Configuring the Public Network Adapter

Note

If IP addresses are obtained via DHCP, access to cluster nodes may be unavailable if the DHCP server is inaccessible. For this reason, static IP addresses are required for all interfaces on a server cluster. Keep in mind that cluster service will only recognize one network interface per subnet. If you need assistance with TCP/IP addressing in Windows Server 2003, please see the Online Help.

Verifying Connectivity and Name Resolution

To verify that the private and public networks are communicating properly, ping all IP addresses from each node. You should be able to ping all IP addresses, locally and on the remote nodes.

To verify name resolution, ping each node from a client using the node’s machine name instead of its IP address. It should only return the IP address for the public network. You may also want to try a PING –a command to do a reverse lookup on the IP Addresses.

Verifying Domain Membership

All nodes in the cluster must be members of the same domain and be able to access a domain controller and a DNS server. They can be configured as member servers or domain controllers. You should have at least one domain controller on the same network segment as the cluster. For high availability. another domain controller should also be available to remove a single point of failure. In this guide, all nodes are configured as member servers.

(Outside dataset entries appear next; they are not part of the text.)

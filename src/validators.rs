/// Input validators for token management requests
/// - Token strings must look like a compact JWS before they reach the registry
/// - Trigger identifiers are opaque, but restricted to a safe character set
/// - Length limits keep oversized payloads out of storage

use lazy_static::lazy_static;
use regex::Regex;

use crate::error::ValidationError;

const MAX_TOKEN_LENGTH: usize = 4096;
const MAX_TRIGGER_LENGTH: usize = 64;

lazy_static! {
    // header.payload.signature, each part base64url without padding
    static ref COMPACT_JWS_REGEX: Regex =
        Regex::new(r"^[A-Za-z0-9_-]+\.[A-Za-z0-9_-]+\.[A-Za-z0-9_-]*$").unwrap();

    static ref TRIGGER_ACTION_REGEX: Regex = Regex::new(r"^[A-Za-z0-9_.:-]+$").unwrap();
}

/// Validates a token string supplied by a caller
pub fn is_valid_token(token: &str) -> Result<String, ValidationError> {
    let trimmed = token.trim();

    if trimmed.is_empty() {
        return Err(ValidationError::EmptyField("token".to_string()));
    }

    if trimmed.len() > MAX_TOKEN_LENGTH {
        return Err(ValidationError::TooLong("token".to_string(), MAX_TOKEN_LENGTH));
    }

    if !COMPACT_JWS_REGEX.is_match(trimmed) {
        return Err(ValidationError::InvalidFormat("token".to_string()));
    }

    Ok(trimmed.to_string())
}

/// Validates an ordered list of trigger action identifiers.
///
/// Order is preserved; an empty list is returned as-is and dropped from the claims later.
pub fn is_valid_trigger(actions: &[String]) -> Result<Vec<String>, ValidationError> {
    actions
        .iter()
        .map(|action| {
            let trimmed = action.trim();
            if trimmed.is_empty() {
                return Err(ValidationError::EmptyField("trigger".to_string()));
            }
            if trimmed.len() > MAX_TRIGGER_LENGTH {
                return Err(ValidationError::TooLong(
                    "trigger".to_string(),
                    MAX_TRIGGER_LENGTH,
                ));
            }
            if !TRIGGER_ACTION_REGEX.is_match(trimmed) {
                return Err(ValidationError::InvalidFormat("trigger".to_string()));
            }
            Ok(trimmed.to_string())
        })
        .collect()
}
use actix_web::dev::Server;
use actix_web::{middleware::Logger, web, App, HttpServer};
use std::net::TcpListener;
use std::sync::Arc;

use crate::auth::TokenCodec;
use crate::configuration::JwtSettings;
use crate::issuance::IssuanceService;
use crate::listing::ListingProjector;
use crate::logger::LoggerMiddleware;
use crate::middleware::JwtMiddleware;
use crate::registry::TokenRegistry;
use crate::routes::{
    generate_token, health_check, json_error_handler, list_tokens, query_error_handler,
    refresh_token, register_token, revoke_token,
};
use crate::subjects::SubjectDirectory;
use crate::triggers::TriggerDispatcher;

/// Storage and collaborator implementations the server runs against
#[derive(Clone)]
pub struct Backends {
    pub registry: Arc<dyn TokenRegistry>,
    pub subjects: Arc<dyn SubjectDirectory>,
    pub dispatcher: Arc<dyn TriggerDispatcher>,
}

pub fn run(
    listener: TcpListener,
    base_url: String,
    jwt_config: JwtSettings,
    backends: Backends,
) -> Result<Server, std::io::Error> {
    let codec = Arc::new(TokenCodec::new(&jwt_config).map_err(|e| {
        tracing::error!("Invalid JWT configuration: {}", e);
        std::io::Error::new(std::io::ErrorKind::InvalidInput, e.to_string())
    })?);

    let issuance = web::Data::new(IssuanceService::new(
        codec.clone(),
        backends.registry.clone(),
        jwt_config.refresh_ttl,
    ));
    let listing = web::Data::new(ListingProjector::new(
        codec.clone(),
        backends.registry.clone(),
        base_url,
        jwt_config.query_param.clone(),
    ));
    let subjects: web::Data<dyn SubjectDirectory> = web::Data::from(backends.subjects.clone());
    let jwt_middleware = JwtMiddleware::new(
        codec,
        backends.registry.clone(),
        backends.dispatcher.clone(),
        jwt_config.query_param.clone(),
    );
    let query_param = jwt_config.query_param.clone();

    let server = HttpServer::new(move || {
        App::new()
            // %U is the path without the query string, which may carry a token
            .wrap(Logger::new("%a \"%U\" %s %b %T"))
            .wrap(LoggerMiddleware::new(query_param.clone()))

            // Shared state
            .app_data(issuance.clone())
            .app_data(listing.clone())
            .app_data(subjects.clone())
            .app_data(web::JsonConfig::default().error_handler(json_error_handler))
            .app_data(web::QueryConfig::default().error_handler(query_error_handler))

            // Public routes
            .route("/health_check", web::get().to(health_check))
            .route("/jwt/refresh", web::post().to(refresh_token))

            // Token management (requires a valid, registered token)
            .service(
                web::scope("/api/jwt")
                    .wrap(jwt_middleware.clone())
                    .route("/generate", web::post().to(generate_token))
                    .route("/register", web::post().to(register_token))
                    .route("/revoke", web::post().to(revoke_token))
                    .route("/list", web::get().to(list_tokens)),
            )
    })
    .listen(listener)?
    .run();

    Ok(server)
}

There are instances where the nodes may be deployed in an environment where there are no pre-existing Microsoft® Windows NT® 4.0 domain controllers or Windows Server 2003 domain controllers. This scenario requires at least one of the cluster nodes to be configured as a domain controller. However, in a two-node server cluster, if one node is a domain controller, then the other node also must be a domain controller. In a four-node cluster implementation, it is not necessary to configure all four nodes as domain controllers. However, when following a “best practices” model and having at least one backup domain controller, at least one of the remaining three nodes should be configured as a domain controller. A cluster node must be promoted to a domain controller by using the DCPromo tool before the cluster service is configured.

The dependence in Windows Server 2003 on the DNS further requires that every node that is a domain controller also must be a DNS server if another DNS server that supports dynamic updates and/or SRV records is not available (Active directory integrated zones recommended).

The following issues should be considered when deploying cluster nodes as domain controllers:

  • If one cluster node in a two-node cluster is a domain controller, the other node must be a domain controller

  • There is overhead associated with running a domain controller. An idle domain controller can use anywhere between 130 and 140 MB of RAM, which includes having the Cluster service running. There is also increased network traffic from replication, because these domain controllers have to replicate with other domain controllers in the domain and across domains.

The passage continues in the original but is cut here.